'Life is silly. It is just that we make a great deal of it.'
This was something my manager recalled yesterday, reacting to
the death of a colleague of ours. A relative of his had remarked similarly when the latter lost his sister to sudden illness.
I did not know this colleague, but the silent reactions of several of her 'batchmates', some of them in my team, were palpable. The fact that she was only 23 is as unfortunate a dimension of loss as the circumstances under which she lost her life. With her team, she had been to Shivasamudram waterfalls about 90 KM from Bangalore celebrating a project party. We get this opportunity to celebrate on company's expense once a quarter and to avoid monotonous parties, sometimes some short trips are planned, which this time brought her to her water
grave. She lost herself to the, rather furious at this time of the year, rush of the water. The surprisal of how she lost everything to the water fury is but a scary thought. The body was found only few hours later with help from locals.
It brings back memories of my cousin brother who became, a few years back, just another casualty statistic on the Mumbai-Mangalore highway. He was a Sales clerk for TVSS and was
riding his mobike between stores when a speeding bus hit him from behind. The impact catapulted him into air and he landed on his head, crashing on to parapet of a bridge. He was taken to a hospital with a cracked skull and twelve hours later he was gone. That he had a helmet resting on the tank of his bike offered no solace.
My manager recalls how he sees warnings such as ' Twenty people have already lost their lives. Do not be the twenty-first. Do not get close to water' and how people conveniently ignore the
silenced voices. It is easy to forget that one can have a brush with fate when one least expects it. Several cliches about safety only surface when accidents happens to people. When the incident is forgotten, so are the vows of safety people would have taken in reaction to the accident.
I cannot swim, at least I am not trained, yet I pride myself to be an 'aquaphile' if you know what I mean. Have I been just lucky or was there something else I did that has protected me?

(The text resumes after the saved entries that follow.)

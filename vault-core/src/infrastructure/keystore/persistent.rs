use crate::domain::{KeyAlgorithm, KeyStatus};
use crate::foundation::{KeyId, Result, VaultError};
use crate::infrastructure::crypto::EcdsaKeyPair;
use crate::infrastructure::keystore::{KeyEntry, KeyStore};
use base64::engine::general_purpose::STANDARD as BASE64;
use base64::Engine as _;
use chrono::{DateTime, Utc};
use log::info;
use serde::{Deserialize, Serialize};
use std::collections::{BTreeMap, HashMap};
use std::fs;
use std::io::Write;
use std::path::{Path, PathBuf};
use std::sync::{RwLock, RwLockReadGuard, RwLockWriteGuard};

/// JSON-serializable form of a [`KeyEntry`].
///
/// Field order and encoding are part of the on-disk contract: integer tags
/// for algorithm and status, base64 PKCS#8 DER, RFC-3339 timestamps.
#[derive(Debug, Deserialize, Serialize)]
struct PersistedKey {
    id: String,
    algorithm: KeyAlgorithm,
    status: KeyStatus,
    private_key_der: String,
    created_at: DateTime<Utc>,
    #[serde(default, skip_serializing_if = "Option::is_none")]
    rotated_at: Option<DateTime<Utc>>,
    #[serde(default, skip_serializing_if = "BTreeMap::is_empty")]
    labels: BTreeMap<String, String>,
}

/// Key store persisted to a single JSON file with atomic rename.
///
/// Every successful mutation rewrites the whole store to a sibling `.tmp`
/// file and renames it over the canonical path, all inside the same
/// exclusive critical section as the in-memory mutation. A mutation whose
/// save fails returns the error; memory and disk then disagree until the
/// next successful save or reload.
pub struct PersistentStore {
    keys: RwLock<HashMap<KeyId, KeyEntry>>,
    path: PathBuf,
}

impl PersistentStore {
    /// Opens the store at `path`, loading existing entries if the file is
    /// present. The containing directory is created with mode 0700; the
    /// store file is written with mode 0600.
    pub fn open(path: impl Into<PathBuf>) -> Result<Self> {
        let path = path.into();
        if let Some(dir) = path.parent() {
            create_data_dir(dir)?;
        }

        let mut keys = HashMap::new();
        if path.exists() {
            keys = load_keys(&path)?;
            info!("persistent store loaded keys={}", keys.len());
        }

        Ok(Self { keys: RwLock::new(keys), path })
    }

    pub fn path(&self) -> &Path {
        &self.path
    }

    fn read_keys(&self) -> Result<RwLockReadGuard<'_, HashMap<KeyId, KeyEntry>>> {
        self.keys.read().map_err(|_| VaultError::storage("keystore", "lock poisoned"))
    }

    fn write_keys(&self) -> Result<RwLockWriteGuard<'_, HashMap<KeyId, KeyEntry>>> {
        self.keys.write().map_err(|_| VaultError::storage("keystore", "lock poisoned"))
    }

    /// Serializes the full key set to `<path>.tmp` and renames it over the
    /// canonical path. Called with the write lock held so a mutation and
    /// its save never interleave with another mutation.
    fn save_locked(&self, keys: &HashMap<KeyId, KeyEntry>) -> Result<()> {
        let mut records = Vec::with_capacity(keys.len());
        for entry in keys.values() {
            let der = entry
                .key_pair
                .to_pkcs8_der()
                .map_err(|err| VaultError::storage("save", format!("marshal key {}: {err}", entry.id)))?;
            records.push(PersistedKey {
                id: entry.id.to_string(),
                algorithm: entry.algorithm,
                status: entry.status,
                private_key_der: BASE64.encode(der.as_slice()),
                created_at: entry.created_at,
                rotated_at: entry.rotated_at,
                labels: entry.labels.clone(),
            });
        }

        let data = serde_json::to_vec_pretty(&records)?;

        let tmp_path = tmp_path_for(&self.path);
        write_secret_file(&tmp_path, &data)?;
        fs::rename(&tmp_path, &self.path)
            .map_err(|err| VaultError::storage("save", format!("atomic rename: {err}")))?;
        Ok(())
    }
}

impl KeyStore for PersistentStore {
    fn put(&self, entry: KeyEntry) -> Result<()> {
        let mut keys = self.write_keys()?;
        if keys.contains_key(&entry.id) {
            return Err(VaultError::KeyAlreadyExists(entry.id.to_string()));
        }
        keys.insert(entry.id.clone(), entry);
        self.save_locked(&keys)
    }

    fn get(&self, id: &KeyId) -> Result<KeyEntry> {
        self.read_keys()?.get(id).cloned().ok_or_else(|| VaultError::key_not_found(id.as_str()))
    }

    fn list(&self, filter: Option<KeyStatus>) -> Result<Vec<KeyEntry>> {
        let keys = self.read_keys()?;
        Ok(keys.values().filter(|entry| filter.map_or(true, |status| entry.status == status)).cloned().collect())
    }

    fn update_status(&self, id: &KeyId, status: KeyStatus) -> Result<KeyEntry> {
        let mut keys = self.write_keys()?;
        let entry = keys.get_mut(id).ok_or_else(|| VaultError::key_not_found(id.as_str()))?;
        entry.status = status;
        if status == KeyStatus::Rotated && entry.rotated_at.is_none() {
            entry.rotated_at = Some(Utc::now());
        }
        let snapshot = entry.clone();
        self.save_locked(&keys)?;
        Ok(snapshot)
    }

    fn delete(&self, id: &KeyId) -> Result<()> {
        let mut keys = self.write_keys()?;
        if keys.remove(id).is_none() {
            return Err(VaultError::key_not_found(id.as_str()));
        }
        self.save_locked(&keys)
    }
}

fn tmp_path_for(path: &Path) -> PathBuf {
    let mut os = path.as_os_str().to_owned();
    os.push(".tmp");
    PathBuf::from(os)
}

fn load_keys(path: &Path) -> Result<HashMap<KeyId, KeyEntry>> {
    let data = fs::read(path).map_err(|err| VaultError::storage("load", format!("read file: {err}")))?;
    let records: Vec<PersistedKey> = serde_json::from_slice(&data)?;

    let mut keys = HashMap::with_capacity(records.len());
    for record in records {
        let der = BASE64
            .decode(&record.private_key_der)
            .map_err(|err| VaultError::storage("load", format!("decode key {}: {err}", record.id)))?;
        let key_pair = EcdsaKeyPair::from_pkcs8_der(&der)
            .map_err(|err| VaultError::storage("load", format!("unmarshal key {}: {err}", record.id)))?;
        let id = KeyId::from(record.id);
        keys.insert(
            id.clone(),
            KeyEntry {
                id,
                algorithm: record.algorithm,
                status: record.status,
                key_pair,
                created_at: record.created_at,
                rotated_at: record.rotated_at,
                labels: record.labels,
            },
        );
    }
    Ok(keys)
}

#[cfg(unix)]
fn create_data_dir(dir: &Path) -> Result<()> {
    use std::os::unix::fs::DirBuilderExt;
    if dir.as_os_str().is_empty() || dir.exists() {
        return Ok(());
    }
    fs::DirBuilder::new()
        .recursive(true)
        .mode(0o700)
        .create(dir)
        .map_err(|err| VaultError::storage("open", format!("create data dir: {err}")))
}

#[cfg(not(unix))]
fn create_data_dir(dir: &Path) -> Result<()> {
    if dir.as_os_str().is_empty() || dir.exists() {
        return Ok(());
    }
    fs::create_dir_all(dir).map_err(|err| VaultError::storage("open", format!("create data dir: {err}")))
}

#[cfg(unix)]
fn write_secret_file(path: &Path, data: &[u8]) -> Result<()> {
    use std::os::unix::fs::OpenOptionsExt;
    let mut file = fs::OpenOptions::new()
        .create(true)
        .write(true)
        .truncate(true)
        .mode(0o600)
        .open(path)
        .map_err(|err| VaultError::storage("save", format!("open temp file: {err}")))?;
    file.write_all(data).map_err(|err| VaultError::storage("save", format!("write temp file: {err}")))?;
    file.sync_all().map_err(|err| VaultError::storage("save", format!("sync temp file: {err}")))?;
    Ok(())
}

#[cfg(not(unix))]
fn write_secret_file(path: &Path, data: &[u8]) -> Result<()> {
    let mut file = fs::File::create(path).map_err(|err| VaultError::storage("save", format!("open temp file: {err}")))?;
    file.write_all(data).map_err(|err| VaultError::storage("save", format!("write temp file: {err}")))?;
    file.sync_all().map_err(|err| VaultError::storage("save", format!("sync temp file: {err}")))?;
    Ok(())
}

I like thrills so I went skydiving. I liked that and the offer so much I did it again. Sometimes, I find my mother's, and of late sister's, fear for escalator silly. Am I been silly in doing so?
From extreme to the mundane, dangers that we flirt with daily ought be consciously weighed. It is easy to take life for granted. At least as long as I am writing this and you are reading this, let us remember that we get to live only once.